Exercise objective: The entries below are to be repeated verbatim, in full.

== Input data

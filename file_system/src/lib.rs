use std::path::PathBuf;

use directories_next::ProjectDirs;

pub mod classify;
pub mod error;
pub mod ops;

pub use classify::classify_io_error;
pub use error::{FileSystemError, RemoveError};
pub use ops::{FileSystemOps, StdFileSystemOps};

const SETTINGS_FILE_NAME: &str = "settings.json";

/// Returns path to the settings file located in the default config dir for application.
pub fn get_settings_path() -> Result<PathBuf, FileSystemError> {
    Ok(get_project_dirs()?.config_dir().join(SETTINGS_FILE_NAME))
}

/// Returns path to the directory where log files are written.
pub fn get_log_dir() -> Result<PathBuf, FileSystemError> {
    Ok(get_project_dirs()?.data_local_dir().join("logs"))
}

/// Returns path to the directory searched for external tools before `PATH`.
pub fn get_tools_dir() -> Result<PathBuf, FileSystemError> {
    Ok(get_project_dirs()?.data_local_dir().join("tools"))
}

fn get_project_dirs() -> Result<ProjectDirs, FileSystemError> {
    ProjectDirs::from("org", "purgekit", "purgekit").ok_or(FileSystemError::NoProjectDirs)
}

====

Your response:
filename file_system/src/lib.rs
use std::path::PathBuf;

use directories_next::ProjectDirs;

pub mod classify;
pub mod error;
pub mod ops;

pub use classify::classify_io_error;
pub use error::{FileSystemError, RemoveError};
pub use ops::{FileSystemOps, StdFileSystemOps};

const SETTINGS_FILE_NAME: &str = "settings.json";

/// Returns path to the settings file located in the default config dir for application.
pub fn get_settings_path() -> Result<PathBuf, FileSystemError> {
    Ok(get_project_dirs()?.config_dir().join(SETTINGS_FILE_NAME))
}

/// Returns path to the directory where log files are written.
pub fn get_log_dir() -> Result<PathBuf, FileSystemError> {
    Ok(get_project_dirs()?.data_local_dir().join("logs"))
}

/// Returns path to the directory searched for external tools before `PATH`.
pub fn get_tools_dir() -> Result<PathBuf, FileSystemError> {
    Ok(get_project_dirs()?.data_local_dir().join("tools"))
}

fn get_project_dirs() -> Result<ProjectDirs, FileSystemError> {
    ProjectDirs::from("org", "purgekit", "purgekit").ok_or(FileSystemError::NoProjectDirs)
}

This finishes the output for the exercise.